Four years after the trip, ‘The Cruise of the Rolling Junk’ appeared in three instalments in the monthly magazine, Motoring. In a serious examination of ‘The Cruise’, the Canadian scholar Janet Lewis writes that it is ‘prophetic not only of the fiction that Fitzgerald was to write, but of the direction the Fitzgeralds’ loves would take. The spontaneous actions, the inability to cope with practical matters, the eccentric behaviour so amusing in [The Cruise] and so much a part of the Fitzgeralds’ personal charm would lead to their future unhappiness.’5

– Paul Theroux, 2011

Introduction

I first came across ‘The Cruise of the Rolling Junk’ when I was researching a radio programme for the BBC in 1996. It was the year of its author’s centenary.
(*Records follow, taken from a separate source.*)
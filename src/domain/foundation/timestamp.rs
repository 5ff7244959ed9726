//! Timestamp value object and calendar arithmetic.

use chrono::{DateTime, Duration, Months, Utc};
use serde::{Deserialize, Serialize};

/// Adds calendar months, clamping the day to the last valid day of the
/// target month (Jan 31 + 1 month = Feb 28/29, never Mar 2/3).
pub fn add_calendar_months(dt: DateTime<Utc>, months: u32) -> DateTime<Utc> {
    dt.checked_add_months(Months::new(months))
        .unwrap_or(DateTime::<Utc>::MAX_UTC)
}

/// Immutable point in time, always UTC.
#[derive(Debug, Clone, Copy, PartialEq, Eq, PartialOrd, Ord, Serialize, Deserialize)]
#[serde(transparent)]
pub struct Timestamp(DateTime<Utc>);

impl Timestamp {
    /// Creates a timestamp for the current moment.
    pub fn now() -> Self {
        Self(Utc::now())
    }

    /// Creates a timestamp from a DateTime<Utc>.
    pub fn from_datetime(dt: DateTime<Utc>) -> Self {
        Self(dt)
    }

    /// Returns the inner DateTime.
    pub fn as_datetime(&self) -> &DateTime<Utc> {
        &self.0
    }

    /// Consumes the timestamp, returning the inner DateTime.
    pub fn into_datetime(self) -> DateTime<Utc> {
        self.0
    }

    /// Checks if this timestamp is before another.
    pub fn is_before(&self, other: &Timestamp) -> bool {
        self.0 < other.0
    }

    /// Checks if this timestamp is after another.
    pub fn is_after(&self, other: &Timestamp) -> bool {
        self.0 > other.0
    }

    /// Creates a new timestamp by adding the specified number of days.
    ///
    /// Negative values subtract days.
    pub fn add_days(&self, days: i64) -> Self {
        Self(self.0 + Duration::days(days))
    }

    /// Creates a new timestamp by subtracting the specified number of days.
    pub fn minus_days(&self, days: i64) -> Self {
        Self(self.0 - Duration::days(days))
    }

    /// Creates a new timestamp by adding calendar months.
    ///
    /// The day of month is clamped, see [`add_calendar_months`].
    pub fn add_months(&self, months: u32) -> Self {
        Self(add_calendar_months(self.0, months))
    }

    /// RFC 3339 rendering used in API responses and logs.
    pub fn to_rfc3339(&self) -> String {
        self.0.to_rfc3339()
    }
}

impl Default for Timestamp {
    fn default() -> Self {
        Self::now()
    }
}

impl From<DateTime<Utc>> for Timestamp {
    fn from(dt: DateTime<Utc>) -> Self {
        Self(dt)
    }
}

#[cfg(test)]
mod tests {
    use super::*;
    use chrono::{Datelike, TimeZone, Timelike};
    use proptest::prelude::*;

    fn utc(y: i32, m: u32, d: u32) -> DateTime<Utc> {
        Utc.with_ymd_and_hms(y, m, d, 12, 30, 0).unwrap()
    }

    #[test]
    fn jan_31_plus_one_month_clamps_to_feb_28() {
        let next = add_calendar_months(utc(2023, 1, 31), 1);
        assert_eq!((next.year(), next.month(), next.day()), (2023, 2, 28));
    }

    #[test]
    fn jan_31_plus_one_month_in_leap_year_is_feb_29() {
        let next = add_calendar_months(utc(2024, 1, 31), 1);
        assert_eq!((next.year(), next.month(), next.day()), (2024, 2, 29));
    }

    #[test]
    fn mar_31_plus_one_month_is_apr_30() {
        let next = add_calendar_months(utc(2024, 3, 31), 1);
        assert_eq!((next.month(), next.day()), (4, 30));
    }

    #[test]
    fn december_rolls_into_next_year() {
        let next = add_calendar_months(utc(2024, 12, 15), 1);
        assert_eq!((next.year(), next.month(), next.day()), (2025, 1, 15));
    }

    #[test]
    fn time_of_day_is_preserved() {
        let next = add_calendar_months(utc(2024, 5, 31), 1);
        assert_eq!((next.hour(), next.minute()), (12, 30));
    }

    #[test]
    fn timestamp_add_months_uses_calendar_clamp() {
        let ts = Timestamp::from_datetime(utc(2023, 1, 31));
        assert_eq!(ts.add_months(1).as_datetime().day(), 28);
    }

    #[test]
    fn timestamp_ordering_helpers() {
        let earlier = Timestamp::from_datetime(utc(2024, 1, 1));
        let later = earlier.add_days(1);
        assert!(earlier.is_before(&later));
        assert!(later.is_after(&earlier));
        assert_eq!(later.minus_days(1), earlier);
    }

    proptest! {
        #[test]
        fn add_one_month_never_skips_a_month(y in 2000i32..2100, m in 1u32..=12, d in 1u32..=28, extra in 0u32..=3) {
            // Days 28..=31 exercised via `extra`; invalid dates are skipped.
            let day = d + extra;
            if let chrono::LocalResult::Single(start) = Utc.with_ymd_and_hms(y, m, day, 0, 0, 0) {
                let next = add_calendar_months(start, 1);
                let expected_month = if m == 12 { 1 } else { m + 1 };
                prop_assert_eq!(next.month(), expected_month);
                prop_assert!(next.day() <= day);
            }
        }
    }
}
Remarkably, given that he was the author of The Great Gatsby, a book that belongs as much to American mythology as American literature, that radio show was, as I remember, the only marking of the anniversary in the British media. Its title was ‘The Authority of Failure’: the phrase was F. Scott Fitzgerald’s, contrasting himself with his friend Ernest Hemingway in one of his Notebooks – Ernest, who always spoke ‘with the authority of success. We could never sit across the table again.’ Then again, perhaps that title reveals one of the reasons for Fitzgerald’s neglect. It is somehow appropriate that a writer whose life has accumulated at least as much mythical status as his best-known novel should at the same time be ignored, on account of his wholesale embrace of failure. Such is the present’s permanent nervousness about the lasting quality of its own success.
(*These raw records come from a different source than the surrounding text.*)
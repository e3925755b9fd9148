mod logging;

pub use logging::init_logging;

use anyhow::Context;
use ferrous_route_domain::{CliOverrides, Config};

/// Runs before logging is initialised, so failures are only reported
/// through the returned error.
pub fn load_config(path: Option<&str>, cli_overrides: CliOverrides) -> anyhow::Result<Config> {
    Config::load(path, cli_overrides).context("Failed to load configuration")
}
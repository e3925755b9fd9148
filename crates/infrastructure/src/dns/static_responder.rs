use async_trait::async_trait;
use ferrous_route_application::ports::DnsResolver;
use ferrous_route_domain::config::StaticRcode;
use ferrous_route_domain::{ClientInfo, DomainError};
use hickory_proto::op::{Message, MessageType, ResponseCode};
use std::fmt;
use std::sync::Arc;
use tracing::debug;

/// Answers every query locally with an empty response and a fixed rcode.
pub struct StaticResponder {
    id: Arc<str>,
    rcode: ResponseCode,
}

impl StaticResponder {
    pub fn new(id: impl Into<Arc<str>>, rcode: StaticRcode) -> Self {
        Self {
            id: id.into(),
            rcode: to_response_code(rcode),
        }
    }

    pub fn response_code(&self) -> ResponseCode {
        self.rcode
    }
}

fn to_response_code(rcode: StaticRcode) -> ResponseCode {
    match rcode {
        StaticRcode::NoError => ResponseCode::NoError,
        StaticRcode::NxDomain => ResponseCode::NXDomain,
        StaticRcode::Refused => ResponseCode::Refused,
        StaticRcode::ServFail => ResponseCode::ServFail,
    }
}

#[async_trait]
impl DnsResolver for StaticResponder {
    async fn resolve(&self, query: &Message, client: &ClientInfo) -> Result<Message, DomainError> {
        debug!(
            resolver = %self.id,
            client = %client.source_ip,
            rcode = ?self.rcode,
            "Sending static response"
        );

        let mut response = Message::new(query.id(), MessageType::Response, query.op_code());
        response.set_recursion_desired(query.recursion_desired());
        response.set_response_code(self.rcode);
        response.add_queries(query.queries().iter().cloned());
        Ok(response)
    }
}

impl fmt::Display for StaticResponder {
    fn fmt(&self, f: &mut fmt::Formatter<'_>) -> fmt::Result {
        f.write_str(&self.id)
    }
}
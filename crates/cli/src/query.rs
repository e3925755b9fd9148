use anyhow::Context;
use ferrous_route_application::ports::DnsResolver;
use ferrous_route_domain::ClientInfo;
use ferrous_route_infrastructure::ResolverGraph;
use hickory_proto::op::{Message, MessageType, OpCode, Query};
use hickory_proto::rr::{DNSClass, Name, RecordType};
use std::net::IpAddr;
use std::str::FromStr;
use tracing::info;

pub struct QueryArgs {
    pub name: String,
    pub record_type: String,
    pub class: String,
    pub source: IpAddr,
    pub metrics: bool,
}

pub fn build_query(name: &str, record_type: &str, class: &str) -> anyhow::Result<Message> {
    let fqdn = if name.ends_with('.') {
        name.to_string()
    } else {
        format!("{}.", name)
    };
    let name = Name::from_str(&fqdn).with_context(|| format!("Invalid domain name '{}'", fqdn))?;
    let record_type = RecordType::from_str(&record_type.to_ascii_uppercase())
        .with_context(|| format!("Unknown record type '{}'", record_type))?;
    let class = DNSClass::from_str(&class.to_ascii_uppercase())
        .with_context(|| format!("Unknown class '{}'", class))?;

    let mut query = Query::new();
    query.set_name(name);
    query.set_query_type(record_type);
    query.set_query_class(class);

    let mut message = Message::new(fastrand::u16(..), MessageType::Query, OpCode::Query);
    message.set_recursion_desired(true);
    message.add_query(query);
    Ok(message)
}

/// Send one query through the graph's root and print the outcome.
pub async fn run(graph: &ResolverGraph, args: QueryArgs) -> anyhow::Result<()> {
    let message = build_query(&args.name, &args.record_type, &args.class)?;
    let client = ClientInfo::new(args.source).with_listener("cli");

    info!(
        domain = %args.name,
        record_type = %args.record_type,
        client = %args.source,
        "Dispatching query"
    );

    let result = graph.root().resolve(&message, &client).await;

    match &result {
        Ok(response) => {
            println!(";; status: {}", response.response_code());
            for record in response.answers() {
                println!("{}", record);
            }
        }
        Err(e) => println!(";; error: {}", e),
    }

    if args.metrics {
        let metrics = graph.metrics();
        println!("{}", serde_json::to_string_pretty(&metrics)?);
    }

    result.map(|_| ()).map_err(anyhow::Error::from)
}
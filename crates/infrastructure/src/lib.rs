//! Ferrous Route Infrastructure Layer
pub mod dns;
pub mod graph;

pub use graph::ResolverGraph;
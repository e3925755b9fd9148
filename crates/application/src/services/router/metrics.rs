use dashmap::DashMap;
use serde::Serialize;
use std::collections::BTreeMap;
use std::sync::atomic::{AtomicU64, Ordering};
use std::sync::Arc;

/// Per-router counters, keyed by target resolver name.
///
/// Owned by a single router so several routers in one process never share
/// state. Increments are safe from concurrent `resolve` calls.
#[derive(Default)]
pub struct RouterMetrics {
    route: DashMap<Arc<str>, u64>,

    failure: DashMap<Arc<str>, u64>,

    available: AtomicU64,
}

impl RouterMetrics {
    pub fn new() -> Self {
        Self::default()
    }

    pub(crate) fn record_route(&self, target: &Arc<str>) {
        self.route
            .entry(target.clone())
            .and_modify(|c| *c += 1)
            .or_insert(1);
    }

    pub(crate) fn record_failure(&self, target: &Arc<str>) {
        self.failure
            .entry(target.clone())
            .and_modify(|c| *c += 1)
            .or_insert(1);
    }

    pub(crate) fn add_available(&self) {
        self.available.fetch_add(1, Ordering::Relaxed);
    }

    pub fn route_count(&self, target: &str) -> u64 {
        self.route.get(target).map(|v| *v).unwrap_or(0)
    }

    pub fn failure_count(&self, target: &str) -> u64 {
        self.failure.get(target).map(|v| *v).unwrap_or(0)
    }

    pub fn available(&self) -> u64 {
        self.available.load(Ordering::Relaxed)
    }

    pub fn snapshot(&self) -> RouterMetricsSnapshot {
        RouterMetricsSnapshot {
            route: collect(&self.route),
            failure: collect(&self.failure),
            available: self.available(),
        }
    }
}

fn collect(map: &DashMap<Arc<str>, u64>) -> BTreeMap<String, u64> {
    map.iter()
        .map(|entry| (entry.key().to_string(), *entry.value()))
        .collect()
}

#[derive(Debug, Clone, Default, PartialEq, Eq, Serialize)]
pub struct RouterMetricsSnapshot {
    pub route: BTreeMap<String, u64>,
    pub failure: BTreeMap<String, u64>,
    pub available: u64,
}

impl RouterMetricsSnapshot {
    /// Flatten into `router.<id>.route[<target>]` style keys.
    pub fn export(&self, router_id: &str) -> Vec<(String, u64)> {
        let mut out = Vec::with_capacity(self.route.len() + self.failure.len() + 1);
        for (target, count) in &self.route {
            out.push((format!("router.{}.route[{}]", router_id, target), *count));
        }
        for (target, count) in &self.failure {
            out.push((format!("router.{}.failure[{}]", router_id, target), *count));
        }
        out.push((format!("router.{}.available", router_id), self.available));
        out
    }
}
What did Fitzgerald’s failure consist of? ‘All in three days I got married and the presses were pounding out This Side of Paradise like they pound out extras in the movies,’ he wrote. Two years earlier, in 1918, he had fallen in love with the baby-faced Zelda Sayre; a year later she had ditched him. This sort of reverse was familiar to his adolescent, confused, aspirational and over-eager personality: through school, Princeton and the army he had become habituated to disappointment. Then abruptly, in the autumn of 1919, the New York publisher Scribner’s reversed his fortunes again by accepting his first novel. On the strength of it he got the girl back, and in April 1920, at the age of twenty-three, he was published and married. His dreams had come true.